▶ [Task inputs]

● ● ● ●

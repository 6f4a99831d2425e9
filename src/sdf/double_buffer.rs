//! Ping-pong pair of field targets.

use crate::geometry::PixelSize;
use crate::gpu::{CombinePass, RenderBackend, TargetDesc, TargetId, TextureFilter};

/// Two same-sized targets: `back` holds the field accumulated so far,
/// `front` receives the next accumulate pass. Every accumulate must be
/// followed by a [`swap`](Self::swap) before the next one.
#[derive(Debug)]
pub struct DoubleBuffer {
    targets: [TargetId; 2],
    back: usize,
    size: PixelSize,
    awaiting_swap: bool,
}

fn create_pair(backend: &mut dyn RenderBackend, size: PixelSize) -> [TargetId; 2] {
    let desc = TargetDesc::new("field_buffer", size, TextureFilter::Nearest);
    [backend.create_target(&desc), backend.create_target(&desc)]
}

impl DoubleBuffer {
    pub fn new(backend: &mut dyn RenderBackend, size: PixelSize) -> Self {
        Self {
            targets: create_pair(backend, size),
            back: 0,
            size,
            awaiting_swap: false,
        }
    }

    pub fn back(&self) -> TargetId {
        self.targets[self.back]
    }

    pub fn front(&self) -> TargetId {
        self.targets[self.back ^ 1]
    }

    pub fn size(&self) -> PixelSize {
        self.size
    }

    /// Clear both targets with the backend's current clear color.
    pub fn clear(&self, backend: &mut dyn RenderBackend) {
        for &t in &self.targets {
            backend.clear(t);
        }
    }

    /// Merge `incoming` with the back buffer into the front buffer.
    ///
    /// # Panics
    ///
    /// When called twice without a swap in between.
    pub fn accumulate(&mut self, backend: &mut dyn RenderBackend, incoming: TargetId) {
        assert!(
            !self.awaiting_swap,
            "double buffer accumulated twice without a swap"
        );
        let pass = CombinePass::Accumulate {
            previous: self.back(),
            incoming,
        };
        backend.combine(&pass, self.front());
        self.awaiting_swap = true;
    }

    /// Promote the front buffer to back.
    pub fn swap(&mut self) {
        self.back ^= 1;
        self.awaiting_swap = false;
    }

    /// Reallocate both targets at `size`. Returns `false` if nothing changed.
    pub fn resize(&mut self, backend: &mut dyn RenderBackend, size: PixelSize) -> bool {
        if size == self.size {
            return false;
        }
        for &t in &self.targets {
            backend.release_target(t);
        }
        self.targets = create_pair(backend, size);
        self.back = 0;
        self.size = size;
        self.awaiting_swap = false;
        true
    }

    pub fn release(self, backend: &mut dyn RenderBackend) {
        for t in self.targets {
            backend.release_target(t);
        }
    }
}
use super::{
    DistanceFieldMode, DoubleBuffer, FieldGenerator, MsdfGenerator, PreviewKind, SdfGenerator,
};
use crate::curve::{CurvePrimitive, Winding};
use crate::geometry::{PixelSize, Point};
use crate::gpu::{
    CombinePass, FIELD_CLEAR, RecordedCommand, RecordingBackend, RenderBackend, TargetId,
    TextureFilter,
};

/// A line whose padding doubles as an identifier.
fn tagged_curve(tag: usize) -> CurvePrimitive {
    CurvePrimitive::linear(
        Point::new(1.0, 1.0),
        Point::new(10.0, 5.0),
        Winding::Positive,
        tag as f32,
    )
}

fn tags(curves: &[CurvePrimitive]) -> Vec<usize> {
    curves.iter().map(|c| c.padding as usize).collect()
}

fn sdf(backend: &mut RecordingBackend) -> SdfGenerator {
    SdfGenerator::new(backend, PixelSize::square(16), 1.0, TextureFilter::Linear)
}

fn accumulate_targets(backend: &RecordingBackend) -> Vec<(TargetId, TargetId)> {
    backend
        .commands()
        .iter()
        .filter_map(|c| match c {
            RecordedCommand::Combine {
                pass: CombinePass::Accumulate { previous, .. },
                target,
            } => Some((*previous, *target)),
            _ => None,
        })
        .collect()
}

// Double buffer

#[test]
fn swap_exchanges_front_and_back() {
    let mut backend = RecordingBackend::new();
    let mut db = DoubleBuffer::new(&mut backend, PixelSize::square(8));
    let (back, front) = (db.back(), db.front());
    assert_ne!(back, front);
    db.swap();
    assert_eq!((db.back(), db.front()), (front, back));
}

#[test]
#[should_panic(expected = "without a swap")]
fn accumulate_twice_without_swap_panics() {
    let mut backend = RecordingBackend::new();
    let scratch = backend.create_target(&crate::gpu::TargetDesc::new(
        "scratch",
        PixelSize::square(8),
        TextureFilter::Linear,
    ));
    let mut db = DoubleBuffer::new(&mut backend, PixelSize::square(8));
    db.accumulate(&mut backend, scratch);
    db.accumulate(&mut backend, scratch);
}

// Single channel

#[test]
fn add_does_not_render() {
    let mut backend = RecordingBackend::new();
    let mut g = sdf(&mut backend);
    backend.take_commands();

    g.add(tagged_curve(1));
    g.add(tagged_curve(2));
    assert_eq!(g.queued().len(), 2);
    assert!(backend.commands().is_empty());
}

#[test]
fn render_draws_each_curve_alone_then_accumulates() {
    let mut backend = RecordingBackend::new();
    let mut g = sdf(&mut backend);
    backend.take_commands();
    for i in 1..=3 {
        g.add(tagged_curve(i));
    }
    g.render(&mut backend);

    let draws = backend.count(|c| matches!(c, RecordedCommand::DrawCurve { .. }));
    let combines = backend.count(|c| matches!(c, RecordedCommand::Combine { .. }));
    assert_eq!(draws, 3);
    assert_eq!(combines, 3);

    // Every draw lands on a freshly cleared scratch target.
    let cmds = backend.commands();
    for (i, cmd) in cmds.iter().enumerate() {
        if let RecordedCommand::DrawCurve { target, .. } = cmd {
            assert_eq!(
                cmds[i - 1],
                RecordedCommand::Clear {
                    target: *target,
                    color: FIELD_CLEAR,
                }
            );
            assert!(matches!(cmds[i + 1], RecordedCommand::Combine { .. }));
        }
    }
}

#[test]
fn accumulation_ping_pongs_and_ends_in_back_buffer() {
    let mut backend = RecordingBackend::new();
    let mut g = sdf(&mut backend);
    for i in 1..=4 {
        g.add(tagged_curve(i));
    }
    g.render(&mut backend);

    let passes = accumulate_targets(&backend);
    assert_eq!(passes.len(), 4);
    for pair in passes.windows(2) {
        // Each pass reads what the previous one wrote.
        assert_eq!(pair[1].0, pair[0].1);
        assert_ne!(pair[1].1, pair[0].1);
    }
    assert_eq!(g.texture(), passes[3].1);
}

#[test]
fn render_clears_both_buffers_first() {
    let mut backend = RecordingBackend::new();
    let mut g = sdf(&mut backend);
    backend.take_commands();
    g.add(tagged_curve(1));
    g.render(&mut backend);

    let cleared: Vec<TargetId> = backend
        .commands()
        .iter()
        .take_while(|c| !matches!(c, RecordedCommand::DrawCurve { .. }))
        .filter_map(|c| match c {
            RecordedCommand::Clear { target, .. } => Some(*target),
            _ => None,
        })
        .collect();
    // Two field buffers, then the scratch target.
    assert_eq!(cleared.len(), 3);
    assert!(cleared.contains(&g.texture()));
}

#[test]
fn render_restores_clear_color() {
    let mut backend = RecordingBackend::new();
    backend.set_clear_color([1.0, 1.0, 1.0, 1.0]);
    let mut g = sdf(&mut backend);
    g.add(tagged_curve(1));
    g.render(&mut backend);
    assert_eq!(backend.clear_color(), [1.0, 1.0, 1.0, 1.0]);
}

#[test]
fn empty_render_is_a_no_op() {
    let mut backend = RecordingBackend::new();
    let mut g = sdf(&mut backend);
    g.add(tagged_curve(1));
    g.render(&mut backend);
    let texture = g.texture();
    backend.take_commands();

    g.render(&mut backend);
    assert!(backend.commands().is_empty());
    assert_eq!(g.texture(), texture);
}

#[test]
fn curves_drawn_in_generator_pixel_space() {
    let mut backend = RecordingBackend::new();
    let mut g = sdf(&mut backend);
    g.add(tagged_curve(1));
    g.render(&mut backend);
    let camera = backend.commands().iter().find_map(|c| match c {
        RecordedCommand::DrawCurve { camera, .. } => Some(*camera),
        _ => None,
    });
    let camera = camera.unwrap();
    assert!((camera.width - 16.0).abs() < f32::EPSILON);
    assert!((camera.height - 16.0).abs() < f32::EPSILON);
}

#[test]
fn resize_to_same_size_is_a_no_op() {
    let mut backend = RecordingBackend::new();
    let mut g = sdf(&mut backend);
    backend.take_commands();
    assert!(!g.resize(&mut backend, PixelSize::square(16), 2.0));
    assert!(backend.commands().is_empty());
}

#[test]
fn resize_replaces_targets_and_previews_follow() {
    let mut backend = RecordingBackend::new();
    let mut g = sdf(&mut backend);
    let live = backend.live_targets();
    let old = g.texture();

    assert!(g.resize(&mut backend, PixelSize::new(20, 12), 2.0));
    assert_eq!(g.size(), PixelSize::new(20, 12));
    assert!((g.pixel_density() - 2.0).abs() < f32::EPSILON);
    assert_eq!(backend.live_targets(), live);
    assert_ne!(g.texture(), old);
    assert_eq!(backend.target_size(g.texture()), Some(PixelSize::new(20, 12)));
    assert_eq!(backend.target_size(old), None);
    assert_eq!(g.raw_preview().texture, g.texture());
}

#[test]
fn scratch_target_has_depth() {
    let mut backend = RecordingBackend::new();
    let mut g = sdf(&mut backend);
    g.add(tagged_curve(1));
    g.render(&mut backend);
    let scratch = backend.commands().iter().find_map(|c| match c {
        RecordedCommand::DrawCurve { target, .. } => Some(*target),
        _ => None,
    });
    assert!(backend.desc(scratch.unwrap()).unwrap().depth);
}

#[test]
fn channel_preview_stacks_three_targets() {
    let mut backend = RecordingBackend::new();
    let g = sdf(&mut backend);
    let quads = g.channels_preview();
    assert_eq!(quads.len(), 3);
    assert_eq!(quads[0].texture, g.texture());
    assert!(quads.iter().all(|q| q.kind == PreviewKind::Channel));
    assert!(quads[0].center.y < quads[1].center.y && quads[1].center.y < quads[2].center.y);
}

#[test]
fn release_frees_every_target() {
    let mut backend = RecordingBackend::new();
    let g = sdf(&mut backend);
    g.release(&mut backend);
    assert_eq!(backend.live_targets(), 0);
}

// Multi channel

fn msdf(backend: &mut RecordingBackend) -> MsdfGenerator {
    MsdfGenerator::new(backend, PixelSize::square(16), 1.0, TextureFilter::Linear)
}

#[test]
fn six_curves_land_on_skewed_channel_pairs() {
    let mut backend = RecordingBackend::new();
    let mut g = msdf(&mut backend);
    for i in 0..6 {
        g.add(tagged_curve(i));
    }

    for k in 0..3 {
        let expected: Vec<usize> = (0..6).filter(|i| i % 3 == k || (i + 1) % 3 == k).collect();
        assert_eq!(tags(g.channel(k).queued()), expected, "channel {k}");
    }
    assert_eq!(tags(g.channel(0).queued()), vec![0, 2, 3, 5]);
}

#[test]
fn every_curve_reaches_exactly_two_channels() {
    let mut backend = RecordingBackend::new();
    let mut g = msdf(&mut backend);
    for i in 0..7 {
        g.add(tagged_curve(i));
    }
    for i in 0..7 {
        let hits = (0..3)
            .filter(|&k| tags(g.channel(k).queued()).contains(&i))
            .count();
        assert_eq!(hits, 2, "curve {i}");
    }
}

#[test]
fn batch_counter_restarts_after_render() {
    let mut backend = RecordingBackend::new();
    let mut g = msdf(&mut backend);
    g.add(tagged_curve(0));
    g.add(tagged_curve(1));
    g.render(&mut backend);
    assert_eq!(g.queued(), 0);

    g.add(tagged_curve(9));
    assert_eq!(tags(g.channel(0).queued()), vec![9]);
    assert_eq!(tags(g.channel(1).queued()), vec![9]);
    assert!(g.channel(2).queued().is_empty());
}

#[test]
fn render_merges_channel_fields_in_order() {
    let mut backend = RecordingBackend::new();
    let mut g = msdf(&mut backend);
    for i in 0..3 {
        g.add(tagged_curve(i));
    }
    g.render(&mut backend);

    let expected = [
        g.channel(0).texture(),
        g.channel(1).texture(),
        g.channel(2).texture(),
    ];
    let last = backend.commands().iter().rev().find_map(|c| match c {
        RecordedCommand::Combine { pass, target } => Some((*pass, *target)),
        _ => None,
    });
    assert_eq!(
        last,
        Some((CombinePass::MergeChannels { channels: expected }, g.texture()))
    );
}

#[test]
fn idle_channel_is_cleared_not_stale() {
    let mut backend = RecordingBackend::new();
    let mut g = msdf(&mut backend);
    g.add(tagged_curve(0));
    backend.take_commands();
    g.render(&mut backend);

    let idle = g.channel(2).texture();
    assert!(backend.commands().contains(&RecordedCommand::Clear {
        target: idle,
        color: FIELD_CLEAR,
    }));
    // One curve, drawn by channels 0 and 1 only.
    assert_eq!(
        backend.count(|c| matches!(c, RecordedCommand::DrawCurve { .. })),
        2
    );
}

#[test]
fn msdf_empty_render_is_a_no_op() {
    let mut backend = RecordingBackend::new();
    let mut g = msdf(&mut backend);
    backend.take_commands();
    g.render(&mut backend);
    assert!(backend.commands().is_empty());
}

#[test]
fn msdf_resize_rounds_up_and_short_circuits() {
    let mut backend = RecordingBackend::new();
    let mut g = msdf(&mut backend);
    assert!(g.resize(&mut backend, 10.2, 7.0, 1.0));
    assert_eq!(g.size(), PixelSize::new(11, 7));
    assert_eq!(g.channel(1).size(), PixelSize::new(11, 7));
    assert_eq!(backend.target_size(g.texture()), Some(PixelSize::new(11, 7)));

    backend.take_commands();
    assert!(!g.resize(&mut backend, 10.9, 6.5, 1.0));
    assert!(backend.commands().is_empty());
}

#[test]
fn msdf_channel_previews_side_by_side() {
    let mut backend = RecordingBackend::new();
    let g = msdf(&mut backend);
    let quads = g.channels_preview();
    assert_eq!(quads.len(), 9);
    let xs: Vec<f32> = quads.iter().map(|q| q.center.x).collect();
    assert_eq!(xs, vec![-1.0, -1.0, -1.0, 0.0, 0.0, 0.0, 1.0, 1.0, 1.0]);
}

// Generator enum

#[test]
fn field_generator_dispatches_by_mode() {
    let mut backend = RecordingBackend::new();
    for mode in [DistanceFieldMode::Sdf, DistanceFieldMode::Msdf] {
        let mut g = FieldGenerator::new(
            &mut backend,
            mode,
            PixelSize::square(8),
            1.0,
            TextureFilter::Nearest,
        );
        assert_eq!(g.mode(), mode);
        assert!(g.resize(&mut backend, PixelSize::new(12, 9), 1.0));
        assert_eq!(g.size(), PixelSize::new(12, 9));
        match g.distance_test_preview().kind {
            PreviewKind::DistanceTest { mode: m, .. } => assert_eq!(m, mode),
            other => panic!("unexpected preview {other:?}"),
        }
        g.release(&mut backend);
    }
    assert_eq!(backend.live_targets(), 0);
}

● ● ● ●

▶ [Directions for this task] Exactly those lines that run from the start of the listing to the line containing "holds the field" should be output, and no others.

▶ [Task result]
repository 6f4a99831d2425e9
filename src/sdf/double_buffer.rs
//! Ping-pong pair of field targets.

use crate::geometry::PixelSize;
use crate::gpu::{CombinePass, RenderBackend, TargetDesc, TargetId, TextureFilter};

/// Two same-sized targets: `back` holds the field accumulated so far,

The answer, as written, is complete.